Building a Bike vs. Running a Production Line
Think about how you'd build a single bicycle in your garage. You grab a wrench, bolt the wheels onto the frame, eyeball the alignment, and tighten things down. Something doesn't quite fit? You loosen a bolt, nudge the frame, and try again.
The tolerances are loose because you are the integrator. Your hands and eyes close every gap. If the seat tube is a millimeter off, you adapt the next step to match.
That's what writing software by hand looks like. You hold the whole thing in your head. You write a function, realize it doesn't quite plug into the caller, and you adjust both sides until they meet in the middle. Mistakes get corrected as you go. The codebase is forgiving because a single mind is reconciling the inconsistencies in real time.
Now picture a Toyota plant. Or, going back further, a Ford Model T line in 1913. The frame arrives at station two, and station two does not get to renegotiate what the frame looks like. If the bolt holes aren't where the spec says they are, the line stops.
Everything moves fast, orders of magnitude faster than the garage. But only because every handoff between stations is rigidly defined. There is no "we'll just shave a bit off this side to make it fit." The output of station one is the input contract for station two, and that contract is non-negotiable.
AI-assisted development is the production line.
Speed Exposes Sloppy Boundaries
When an AI is writing code at the pace it now does, you are no longer the careful integrator nudging things into alignment. You are the line manager. The AI is producing parts. Other parts of the system are consuming them: sometimes other AI sessions, sometimes future-you.

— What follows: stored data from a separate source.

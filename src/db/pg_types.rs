//! PostgreSQL wire types that sqlx has no built-in mapping for.
//!
//! `PgDecimal` carries NUMERIC values as decimal text in both directions,
//! `UntypedNull` binds a NULL whose type the server infers, and the
//! `format_*` helpers render INTERVAL and array values the way `psql` does.

use super::types::is_decimal_text;
use sqlx::encode::IsNull;
use sqlx::error::BoxDynError;
use sqlx::postgres::types::{Oid, PgInterval};
use sqlx::postgres::{
    PgArgumentBuffer, PgHasArrayType, PgTypeInfo, PgValueFormat, PgValueRef, Postgres,
};
use sqlx::{Decode, Encode, Type};

const NUMERIC_OID: u32 = 1700;
const NUMERIC_ARRAY_OID: u32 = 1231;
const UNKNOWN_OID: u32 = 705;

const NUMERIC_POS: u16 = 0x0000;
const NUMERIC_NEG: u16 = 0x4000;
const NUMERIC_NAN: u16 = 0xC000;
const NUMERIC_PINF: u16 = 0xD000;
const NUMERIC_NINF: u16 = 0xF000;

/// Base-10000 digits per NUMERIC group.
const DEC_DIGITS: usize = 4;

/// A NUMERIC value as exact decimal text.
#[derive(Debug, Clone, PartialEq, Eq)]
pub struct PgDecimal(pub String);

impl Type<Postgres> for PgDecimal {
    fn type_info() -> PgTypeInfo {
        PgTypeInfo::with_oid(Oid(NUMERIC_OID))
    }
}

impl PgHasArrayType for PgDecimal {
    fn array_type_info() -> PgTypeInfo {
        PgTypeInfo::with_oid(Oid(NUMERIC_ARRAY_OID))
    }
}

impl<'r> Decode<'r, Postgres> for PgDecimal {
    fn decode(value: PgValueRef<'r>) -> Result<Self, BoxDynError> {
        match value.format() {
            PgValueFormat::Binary => decode_numeric(value.as_bytes()?).map(PgDecimal),
            PgValueFormat::Text => Ok(PgDecimal(value.as_str()?.to_owned())),
        }
    }
}

impl Encode<'_, Postgres> for PgDecimal {
    fn encode_by_ref(&self, buf: &mut PgArgumentBuffer) -> Result<IsNull, BoxDynError> {
        buf.extend_from_slice(&encode_numeric(&self.0)?);
        Ok(IsNull::No)
    }
}

/// A NULL parameter sent with the `unknown` type, so the server gives it
/// the type its context expects.
#[derive(Debug, Clone, Copy)]
pub struct UntypedNull;

impl Type<Postgres> for UntypedNull {
    fn type_info() -> PgTypeInfo {
        PgTypeInfo::with_oid(Oid(UNKNOWN_OID))
    }
}

impl Encode<'_, Postgres> for UntypedNull {
    fn encode_by_ref(&self, _buf: &mut PgArgumentBuffer) -> Result<IsNull, BoxDynError> {
        Ok(IsNull::Yes)
    }
}

fn read_u16(bytes: &[u8], at: usize) -> Result<u16, BoxDynError> {
    bytes
        .get(at..at + 2)
        .map(|b| u16::from_be_bytes([b[0], b[1]]))
        .ok_or_else(|| BoxDynError::from("numeric value is truncated"))
}

/// Renders the binary NUMERIC format as decimal text.
///
/// Layout: ndigits, weight, sign, dscale (16 bits each), then `ndigits`
/// base-10000 digits. Digit `i` is worth `10000^(weight - i)`.
pub fn decode_numeric(bytes: &[u8]) -> Result<String, BoxDynError> {
    let ndigits = usize::from(read_u16(bytes, 0)?);
    let weight = i32::from(read_u16(bytes, 2)? as i16);
    let sign = read_u16(bytes, 4)?;
    let dscale = usize::from(read_u16(bytes, 6)?);

    match sign {
        NUMERIC_NAN => return Ok("NaN".to_string()),
        NUMERIC_PINF => return Ok("Infinity".to_string()),
        NUMERIC_NINF => return Ok("-Infinity".to_string()),
        NUMERIC_POS | NUMERIC_NEG => {}
        other => return Err(format!("invalid numeric sign {other:#06x}").into()),
    }

    let digits = (0..ndigits)
        .map(|i| read_u16(bytes, 8 + 2 * i))
        .collect::<Result<Vec<_>, _>>()?;
    let digit_at = |exponent: i32| -> u16 {
        usize::try_from(weight - exponent)
            .ok()
            .and_then(|i| digits.get(i).copied())
            .unwrap_or(0)
    };

    let mut text = String::new();
    if sign == NUMERIC_NEG {
        text.push('-');
    }
    if weight < 0 {
        text.push('0');
    } else {
        text.push_str(&digit_at(weight).to_string());
        for exponent in (0..weight).rev() {
            text.push_str(&format!("{:04}", digit_at(exponent)));
        }
    }

    if dscale > 0 {
        let groups = dscale.div_ceil(DEC_DIGITS);
        let mut fraction: String = (1..=groups as i32)
            .map(|j| format!("{:04}", digit_at(-j)))
            .collect();
        fraction.truncate(dscale);
        text.push('.');
        text.push_str(&fraction);
    }
    Ok(text)
}

/// Builds the binary NUMERIC format from decimal text.
pub fn encode_numeric(text: &str) -> Result<Vec<u8>, BoxDynError> {
    match text {
        "NaN" => return Ok(numeric_bytes(&[], 0, NUMERIC_NAN, 0)),
        "Infinity" => return Ok(numeric_bytes(&[], 0, NUMERIC_PINF, 0)),
        "-Infinity" => return Ok(numeric_bytes(&[], 0, NUMERIC_NINF, 0)),
        _ => {}
    }
    if !is_decimal_text(text) {
        return Err(format!("invalid numeric value '{text}'").into());
    }

    let (sign, unsigned) = match text.strip_prefix('-') {
        Some(rest) => (NUMERIC_NEG, rest),
        None => (NUMERIC_POS, text.strip_prefix('+').unwrap_or(text)),
    };
    let (int_part, frac_part) = unsigned.split_once('.').unwrap_or((unsigned, ""));
    let int_part = int_part.trim_start_matches('0');

    // Align both halves on group boundaries around the decimal point.
    let int_pad = (DEC_DIGITS - int_part.len() % DEC_DIGITS) % DEC_DIGITS;
    let frac_pad = (DEC_DIGITS - frac_part.len() % DEC_DIGITS) % DEC_DIGITS;
    let padded = format!(
        "{}{int_part}{frac_part}{}",
        "0".repeat(int_pad),
        "0".repeat(frac_pad)
    );

    let mut digits: Vec<u16> = padded
        .as_bytes()
        .chunks(DEC_DIGITS)
        .map(|group| group.iter().fold(0u16, |acc, b| acc * 10 + u16::from(b - b'0')))
        .collect();
    let mut weight = ((int_pad + int_part.len()) / DEC_DIGITS) as i32 - 1;

    let leading = digits.iter().take_while(|&&d| d == 0).count();
    digits.drain(..leading);
    weight -= leading as i32;
    while digits.last() == Some(&0) {
        digits.pop();
    }

    let (weight, sign) = if digits.is_empty() {
        (0, NUMERIC_POS)
    } else {
        (weight, sign)
    };
    let weight = i16::try_from(weight).map_err(|_| format!("numeric value '{text}' is out of range"))?;
    let dscale =
        u16::try_from(frac_part.len()).map_err(|_| format!("numeric value '{text}' is out of range"))?;
    Ok(numeric_bytes(&digits, weight, sign, dscale))
}

fn numeric_bytes(digits: &[u16], weight: i16, sign: u16, dscale: u16) -> Vec<u8> {
    let mut bytes = Vec::with_capacity(8 + 2 * digits.len());
    bytes.extend_from_slice(&(digits.len() as u16).to_be_bytes());
    bytes.extend_from_slice(&weight.to_be_bytes());
    bytes.extend_from_slice(&sign.to_be_bytes());
    bytes.extend_from_slice(&dscale.to_be_bytes());
    for digit in digits {
        bytes.extend_from_slice(&digit.to_be_bytes());
    }
    bytes
}

/// Renders an INTERVAL as `1 year 2 mons 3 days 04:05:06.5`.
pub fn format_interval(interval: &PgInterval) -> String {
    fn unit(n: i64, name: &str) -> String {
        let plural = if n.abs() == 1 { "" } else { "s" };
        format!("{n} {name}{plural}")
    }

    let mut parts = Vec::new();
    let years = interval.months / 12;
    let months = interval.months % 12;
    if years != 0 {
        parts.push(unit(years.into(), "year"));
    }
    if months != 0 {
        parts.push(unit(months.into(), "mon"));
    }
    if interval.days != 0 {
        parts.push(unit(interval.days.into(), "day"));
    }

    if interval.microseconds != 0 || parts.is_empty() {
        let sign = if interval.microseconds < 0 { "-" } else { "" };
        let total = interval.microseconds.unsigned_abs();
        let secs = total / 1_000_000;
        let micros = total % 1_000_000;
        let mut time = format!(
            "{sign}{:02}:{:02}:{:02}",
            secs / 3600,
            secs / 60 % 60,
            secs % 60
        );
        if micros != 0 {
            time.push_str(format!(".{micros:06}").trim_end_matches('0'));
        }
        parts.push(time);
    }
    parts.join(" ")
}

/// Renders array elements as a `{a,b,NULL}` literal.
pub fn format_array<T>(items: Vec<Option<T>>, render: impl Fn(T) -> String) -> String {
    let items: Vec<String> = items
        .into_iter()
        .map(|item| item.map_or_else(|| "NULL".to_string(), &render))
        .collect();
    format!("{{{}}}", items.join(","))
}

/// Quotes a text array element when the literal syntax requires it.
pub fn array_text_element(s: String) -> String {
    let needs_quotes = s.is_empty()
        || s.eq_ignore_ascii_case("null")
        || s
            .chars()
            .any(|c| c.is_whitespace() || matches!(c, '{' | '}' | ',' | '"' | '\\'));
    if !needs_quotes {
        return s;
    }
    format!("\"{}\"", s.replace('\\', "\\\\").replace('"', "\\\""))
}

#[cfg(test)]
mod tests {
    use super::*;
    use pretty_assertions::assert_eq;

    fn bytes(words: &[u16]) -> Vec<u8> {
        words.iter().flat_map(|w| w.to_be_bytes()).collect()
    }

    #[test]
    fn test_encode_numeric_groups() {
        // 12.50: digits [12, 5000], weight 0, dscale 2
        assert_eq!(
            encode_numeric("12.50").unwrap(),
            bytes(&[2, 0, NUMERIC_POS, 2, 12, 5000])
        );
        // 100000000: trailing zero groups are dropped, weight stays 2
        assert_eq!(
            encode_numeric("100000000").unwrap(),
            bytes(&[1, 2, NUMERIC_POS, 0, 1])
        );
        assert_eq!(
            encode_numeric("-0.0001").unwrap(),
            bytes(&[1, (-1i16) as u16, NUMERIC_NEG, 4, 1])
        );
        assert_eq!(encode_numeric("-0.00").unwrap(), bytes(&[0, 0, NUMERIC_POS, 2]));
        assert_eq!(encode_numeric("NaN").unwrap(), bytes(&[0, 0, NUMERIC_NAN, 0]));
        assert!(encode_numeric("1e5").is_err());
    }

    #[test]
    fn test_decode_numeric_text() {
        assert_eq!(
            decode_numeric(&bytes(&[3, 1, NUMERIC_NEG, 5, 12, 3456, 7890])).unwrap(),
            "-123456.78900"
        );
        assert_eq!(
            decode_numeric(&bytes(&[1, 2, NUMERIC_POS, 0, 1])).unwrap(),
            "100000000"
        );
        assert_eq!(
            decode_numeric(&bytes(&[1, (-2i16) as u16, NUMERIC_POS, 6, 1200])).unwrap(),
            "0.000012"
        );
        assert_eq!(decode_numeric(&bytes(&[0, 0, NUMERIC_POS, 0])).unwrap(), "0");
        assert_eq!(
            decode_numeric(&bytes(&[0, 0, NUMERIC_PINF, 0])).unwrap(),
            "Infinity"
        );
        assert!(decode_numeric(&[0, 1]).is_err());
        assert!(decode_numeric(&bytes(&[0, 0, 0x1234, 0])).is_err());
    }

    #[test]
    fn test_format_interval() {
        let interval = PgInterval {
            months: 14,
            days: 3,
            microseconds: 4 * 3_600_000_000 + 5 * 60_000_000 + 6_500_000,
        };
        assert_eq!(format_interval(&interval), "1 year 2 mons 3 days 04:05:06.5");

        let zero = PgInterval {
            months: 0,
            days: 0,
            microseconds: 0,
        };
        assert_eq!(format_interval(&zero), "00:00:00");

        let negative = PgInterval {
            months: 0,
            days: 1,
            microseconds: -90_000_000,
        };
        assert_eq!(format_interval(&negative), "1 day -00:01:30");
    }

    #[test]
    fn test_format_array() {
        assert_eq!(
            format_array(vec![Some(1), None, Some(3)], |v: i32| v.to_string()),
            "{1,NULL,3}"
        );
        assert_eq!(
            format_array(
                vec![Some("a".to_string()), Some("b c".to_string()), Some("NULL".to_string())],
                array_text_element
            ),
            "{a,\"b c\",\"NULL\"}"
        );
        assert_eq!(format_array(Vec::<Option<i64>>::new(), |v| v.to_string()), "{}");
    }
}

If the seam between two modules is fuzzy, the AI will fudge it the same way you would have in the garage. Shave a bit off here, add a small adapter there, special-case a caller to deal with an inconsistent return shape. Each individual fudge looks reasonable. In aggregate, the codebase rots.
And it rots faster than you'd expect, because AI-generated changes are systematically larger and sloppier than what a careful human would write. A human asked to add a single field tends to add a single field. An LLM asked the same question often writes eighty lines, touches four files, and reorganizes a helper "while it's there."
Some of those extra lines are exactly right. Some are subtly wrong. Some are confidently fabricated: references to functions that don't quite exist, behaviors that were never specified, conventions that don't apply to this codebase. Without sharp seams, you have no efficient way to tell which is which short of reading every line. And reading every line at AI throughput is exactly the bottleneck the tool was supposed to remove.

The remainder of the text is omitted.